▸ WHAT IS REQUIRED
The answer should consist of every line in the material below that has the word "GitCredentialHelperStore".

▸ RECORDS FOR THIS TASK
⟨

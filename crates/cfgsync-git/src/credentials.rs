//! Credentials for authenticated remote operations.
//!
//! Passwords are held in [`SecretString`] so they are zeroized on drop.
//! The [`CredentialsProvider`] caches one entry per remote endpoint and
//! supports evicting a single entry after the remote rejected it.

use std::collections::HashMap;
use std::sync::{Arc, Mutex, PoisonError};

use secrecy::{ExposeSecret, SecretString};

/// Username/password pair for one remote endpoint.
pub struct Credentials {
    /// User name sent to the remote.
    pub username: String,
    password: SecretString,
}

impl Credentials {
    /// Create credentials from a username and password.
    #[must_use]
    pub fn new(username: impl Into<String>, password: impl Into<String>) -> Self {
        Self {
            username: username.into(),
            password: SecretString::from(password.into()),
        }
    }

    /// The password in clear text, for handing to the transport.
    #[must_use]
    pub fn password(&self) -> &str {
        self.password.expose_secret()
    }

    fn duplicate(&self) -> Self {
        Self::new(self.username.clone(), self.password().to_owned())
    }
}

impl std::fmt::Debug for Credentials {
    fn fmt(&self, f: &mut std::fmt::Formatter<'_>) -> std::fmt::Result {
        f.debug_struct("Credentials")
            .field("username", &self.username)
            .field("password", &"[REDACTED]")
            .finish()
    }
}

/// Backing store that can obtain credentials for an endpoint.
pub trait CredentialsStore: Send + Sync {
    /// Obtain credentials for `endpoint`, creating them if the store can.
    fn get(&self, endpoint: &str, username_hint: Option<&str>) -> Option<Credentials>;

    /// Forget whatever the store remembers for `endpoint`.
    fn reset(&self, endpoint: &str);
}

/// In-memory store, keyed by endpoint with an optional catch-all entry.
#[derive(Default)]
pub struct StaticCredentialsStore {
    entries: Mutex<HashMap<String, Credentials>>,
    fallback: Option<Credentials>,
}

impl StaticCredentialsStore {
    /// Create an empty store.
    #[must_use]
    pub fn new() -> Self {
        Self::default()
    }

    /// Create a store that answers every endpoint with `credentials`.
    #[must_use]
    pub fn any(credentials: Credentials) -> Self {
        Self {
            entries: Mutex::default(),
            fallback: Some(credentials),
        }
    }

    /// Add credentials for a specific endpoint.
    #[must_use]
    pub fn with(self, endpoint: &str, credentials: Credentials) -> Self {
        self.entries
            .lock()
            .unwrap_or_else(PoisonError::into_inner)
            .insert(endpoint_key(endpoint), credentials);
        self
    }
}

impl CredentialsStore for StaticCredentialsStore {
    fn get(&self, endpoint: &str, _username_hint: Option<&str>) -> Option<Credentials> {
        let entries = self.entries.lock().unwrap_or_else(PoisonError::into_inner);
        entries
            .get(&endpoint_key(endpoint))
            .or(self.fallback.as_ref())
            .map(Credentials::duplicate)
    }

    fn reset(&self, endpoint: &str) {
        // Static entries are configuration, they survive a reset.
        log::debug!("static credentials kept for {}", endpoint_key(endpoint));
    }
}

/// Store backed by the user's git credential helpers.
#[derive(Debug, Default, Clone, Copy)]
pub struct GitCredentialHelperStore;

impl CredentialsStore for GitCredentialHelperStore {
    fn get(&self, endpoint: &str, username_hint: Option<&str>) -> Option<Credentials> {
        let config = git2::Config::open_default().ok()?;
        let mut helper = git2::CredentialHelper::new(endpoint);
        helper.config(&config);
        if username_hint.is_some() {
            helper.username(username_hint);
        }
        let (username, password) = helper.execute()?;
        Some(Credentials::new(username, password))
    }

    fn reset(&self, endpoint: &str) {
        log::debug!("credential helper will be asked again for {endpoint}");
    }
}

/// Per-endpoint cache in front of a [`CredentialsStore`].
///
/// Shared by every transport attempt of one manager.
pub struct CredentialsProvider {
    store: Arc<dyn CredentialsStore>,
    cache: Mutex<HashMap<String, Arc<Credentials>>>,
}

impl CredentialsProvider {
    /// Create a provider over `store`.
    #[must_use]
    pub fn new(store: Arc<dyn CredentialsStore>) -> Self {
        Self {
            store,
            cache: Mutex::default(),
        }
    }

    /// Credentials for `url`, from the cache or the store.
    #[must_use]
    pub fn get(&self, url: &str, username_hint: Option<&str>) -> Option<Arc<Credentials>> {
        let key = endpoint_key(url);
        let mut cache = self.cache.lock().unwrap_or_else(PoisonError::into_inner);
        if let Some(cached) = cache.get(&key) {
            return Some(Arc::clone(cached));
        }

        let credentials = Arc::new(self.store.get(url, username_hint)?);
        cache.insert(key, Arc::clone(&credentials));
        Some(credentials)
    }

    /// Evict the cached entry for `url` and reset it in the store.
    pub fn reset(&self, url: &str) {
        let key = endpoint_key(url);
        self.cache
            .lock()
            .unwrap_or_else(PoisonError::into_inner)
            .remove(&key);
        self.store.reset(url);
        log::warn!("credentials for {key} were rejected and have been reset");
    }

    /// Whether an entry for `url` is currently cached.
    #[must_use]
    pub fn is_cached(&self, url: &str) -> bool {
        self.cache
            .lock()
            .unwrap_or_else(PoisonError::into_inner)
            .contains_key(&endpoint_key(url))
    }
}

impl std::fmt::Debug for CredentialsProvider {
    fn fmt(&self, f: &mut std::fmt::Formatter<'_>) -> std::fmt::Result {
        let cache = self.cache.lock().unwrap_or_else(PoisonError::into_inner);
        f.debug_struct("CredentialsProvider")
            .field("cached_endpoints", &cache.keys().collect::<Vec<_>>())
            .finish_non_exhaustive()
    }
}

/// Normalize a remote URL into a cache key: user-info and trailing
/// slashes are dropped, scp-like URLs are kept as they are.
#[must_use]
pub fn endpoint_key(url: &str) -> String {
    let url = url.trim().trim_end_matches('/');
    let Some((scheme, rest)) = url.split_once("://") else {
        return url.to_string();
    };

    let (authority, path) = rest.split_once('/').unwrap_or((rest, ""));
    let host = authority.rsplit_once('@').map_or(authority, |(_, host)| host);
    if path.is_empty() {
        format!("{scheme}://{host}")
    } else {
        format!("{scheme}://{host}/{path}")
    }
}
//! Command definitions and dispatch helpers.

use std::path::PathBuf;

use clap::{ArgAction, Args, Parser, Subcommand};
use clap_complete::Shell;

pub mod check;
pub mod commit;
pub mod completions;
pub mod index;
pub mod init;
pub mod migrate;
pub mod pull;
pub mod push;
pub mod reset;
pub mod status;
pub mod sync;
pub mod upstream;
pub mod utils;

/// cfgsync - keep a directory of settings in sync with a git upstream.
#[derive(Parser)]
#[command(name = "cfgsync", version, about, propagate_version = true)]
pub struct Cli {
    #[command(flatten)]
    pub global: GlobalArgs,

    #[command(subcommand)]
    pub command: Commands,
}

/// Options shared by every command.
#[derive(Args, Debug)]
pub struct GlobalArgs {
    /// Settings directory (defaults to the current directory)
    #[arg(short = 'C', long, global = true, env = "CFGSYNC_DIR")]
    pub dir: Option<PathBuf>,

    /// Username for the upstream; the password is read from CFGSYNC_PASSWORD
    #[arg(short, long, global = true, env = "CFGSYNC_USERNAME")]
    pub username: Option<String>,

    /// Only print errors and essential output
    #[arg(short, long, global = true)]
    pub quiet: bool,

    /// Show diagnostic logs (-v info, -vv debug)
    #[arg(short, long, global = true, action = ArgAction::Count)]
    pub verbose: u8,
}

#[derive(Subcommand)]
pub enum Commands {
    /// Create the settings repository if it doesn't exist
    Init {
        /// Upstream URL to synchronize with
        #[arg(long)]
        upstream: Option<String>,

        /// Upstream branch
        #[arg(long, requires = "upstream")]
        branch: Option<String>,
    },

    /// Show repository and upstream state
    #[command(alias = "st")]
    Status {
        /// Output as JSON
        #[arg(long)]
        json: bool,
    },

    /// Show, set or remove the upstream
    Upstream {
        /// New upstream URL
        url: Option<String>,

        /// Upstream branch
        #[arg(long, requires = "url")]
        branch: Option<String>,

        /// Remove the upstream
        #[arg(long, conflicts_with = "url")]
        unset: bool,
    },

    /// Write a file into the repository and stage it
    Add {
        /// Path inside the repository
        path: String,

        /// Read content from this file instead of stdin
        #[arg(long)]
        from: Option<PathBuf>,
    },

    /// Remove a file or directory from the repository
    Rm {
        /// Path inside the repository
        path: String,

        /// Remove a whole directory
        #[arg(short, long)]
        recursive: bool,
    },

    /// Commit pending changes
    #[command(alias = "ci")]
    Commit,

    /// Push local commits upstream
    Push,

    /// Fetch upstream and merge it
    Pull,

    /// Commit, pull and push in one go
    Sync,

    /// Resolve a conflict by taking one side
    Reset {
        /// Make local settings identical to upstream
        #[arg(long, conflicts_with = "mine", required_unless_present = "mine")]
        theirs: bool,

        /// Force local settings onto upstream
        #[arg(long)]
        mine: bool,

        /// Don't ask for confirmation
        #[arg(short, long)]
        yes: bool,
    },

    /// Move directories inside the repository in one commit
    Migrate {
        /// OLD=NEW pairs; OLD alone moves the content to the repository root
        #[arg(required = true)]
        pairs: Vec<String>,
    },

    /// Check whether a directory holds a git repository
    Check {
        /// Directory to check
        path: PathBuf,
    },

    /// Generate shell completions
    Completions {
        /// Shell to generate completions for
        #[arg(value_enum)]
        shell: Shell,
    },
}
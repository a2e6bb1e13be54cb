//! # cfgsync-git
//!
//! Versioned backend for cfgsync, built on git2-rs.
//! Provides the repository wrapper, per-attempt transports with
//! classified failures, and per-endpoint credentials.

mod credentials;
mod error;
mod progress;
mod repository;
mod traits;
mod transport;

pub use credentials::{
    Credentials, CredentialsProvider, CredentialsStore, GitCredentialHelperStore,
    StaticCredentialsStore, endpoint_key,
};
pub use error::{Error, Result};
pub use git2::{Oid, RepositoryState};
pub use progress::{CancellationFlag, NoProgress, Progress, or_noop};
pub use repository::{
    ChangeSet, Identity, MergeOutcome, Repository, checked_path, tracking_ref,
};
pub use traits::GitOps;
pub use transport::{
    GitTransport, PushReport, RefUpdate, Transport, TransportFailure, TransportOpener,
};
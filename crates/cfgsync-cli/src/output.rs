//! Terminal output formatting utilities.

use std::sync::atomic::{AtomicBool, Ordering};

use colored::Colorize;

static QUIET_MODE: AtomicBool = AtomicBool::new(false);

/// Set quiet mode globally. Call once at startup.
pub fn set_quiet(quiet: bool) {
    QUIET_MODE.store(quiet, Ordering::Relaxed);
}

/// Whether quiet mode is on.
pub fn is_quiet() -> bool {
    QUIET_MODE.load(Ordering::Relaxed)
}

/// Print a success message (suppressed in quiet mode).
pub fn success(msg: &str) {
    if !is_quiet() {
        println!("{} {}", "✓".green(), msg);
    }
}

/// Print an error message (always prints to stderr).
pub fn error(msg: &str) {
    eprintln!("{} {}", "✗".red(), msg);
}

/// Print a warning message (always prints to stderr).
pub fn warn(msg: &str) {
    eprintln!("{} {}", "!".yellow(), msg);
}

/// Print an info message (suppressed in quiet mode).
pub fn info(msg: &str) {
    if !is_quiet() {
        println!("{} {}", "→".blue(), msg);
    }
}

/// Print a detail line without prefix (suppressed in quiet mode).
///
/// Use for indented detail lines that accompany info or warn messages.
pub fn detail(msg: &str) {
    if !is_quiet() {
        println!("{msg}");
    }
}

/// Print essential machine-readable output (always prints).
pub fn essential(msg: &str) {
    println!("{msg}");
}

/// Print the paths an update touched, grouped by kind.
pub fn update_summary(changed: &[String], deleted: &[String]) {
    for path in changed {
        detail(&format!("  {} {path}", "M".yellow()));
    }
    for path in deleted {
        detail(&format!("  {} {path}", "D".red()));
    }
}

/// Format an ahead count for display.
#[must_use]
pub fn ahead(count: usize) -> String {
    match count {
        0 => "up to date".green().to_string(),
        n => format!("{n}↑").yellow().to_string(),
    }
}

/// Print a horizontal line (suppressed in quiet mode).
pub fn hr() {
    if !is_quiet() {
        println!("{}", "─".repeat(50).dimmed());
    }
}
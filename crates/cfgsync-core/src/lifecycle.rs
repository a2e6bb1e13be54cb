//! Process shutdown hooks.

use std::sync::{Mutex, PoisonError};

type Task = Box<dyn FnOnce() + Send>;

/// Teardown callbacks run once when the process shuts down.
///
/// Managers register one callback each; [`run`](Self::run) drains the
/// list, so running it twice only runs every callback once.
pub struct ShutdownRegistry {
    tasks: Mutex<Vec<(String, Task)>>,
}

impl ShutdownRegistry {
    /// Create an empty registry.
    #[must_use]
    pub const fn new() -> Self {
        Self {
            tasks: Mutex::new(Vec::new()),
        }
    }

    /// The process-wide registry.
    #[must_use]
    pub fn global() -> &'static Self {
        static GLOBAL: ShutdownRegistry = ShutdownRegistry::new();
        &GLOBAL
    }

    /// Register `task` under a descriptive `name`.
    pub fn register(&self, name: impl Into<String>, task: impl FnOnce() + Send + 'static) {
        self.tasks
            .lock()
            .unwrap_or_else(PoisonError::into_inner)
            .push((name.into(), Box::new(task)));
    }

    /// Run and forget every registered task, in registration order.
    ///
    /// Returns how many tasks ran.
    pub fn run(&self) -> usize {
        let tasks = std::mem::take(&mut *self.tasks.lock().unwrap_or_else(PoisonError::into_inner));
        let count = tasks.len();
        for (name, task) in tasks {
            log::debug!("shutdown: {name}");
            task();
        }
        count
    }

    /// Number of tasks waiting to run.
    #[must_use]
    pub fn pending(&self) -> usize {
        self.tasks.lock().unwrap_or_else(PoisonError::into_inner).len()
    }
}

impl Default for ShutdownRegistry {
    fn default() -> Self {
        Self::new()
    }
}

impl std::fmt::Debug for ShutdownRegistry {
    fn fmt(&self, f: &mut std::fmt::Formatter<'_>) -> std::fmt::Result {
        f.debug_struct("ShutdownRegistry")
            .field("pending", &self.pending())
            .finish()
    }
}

⟩

▸ SOLUTION TO THIS EXERCISE
pub struct GitCredentialHelperStore;
impl CredentialsStore for GitCredentialHelperStore {
    Credentials, CredentialsProvider, CredentialsStore, GitCredentialHelperStore,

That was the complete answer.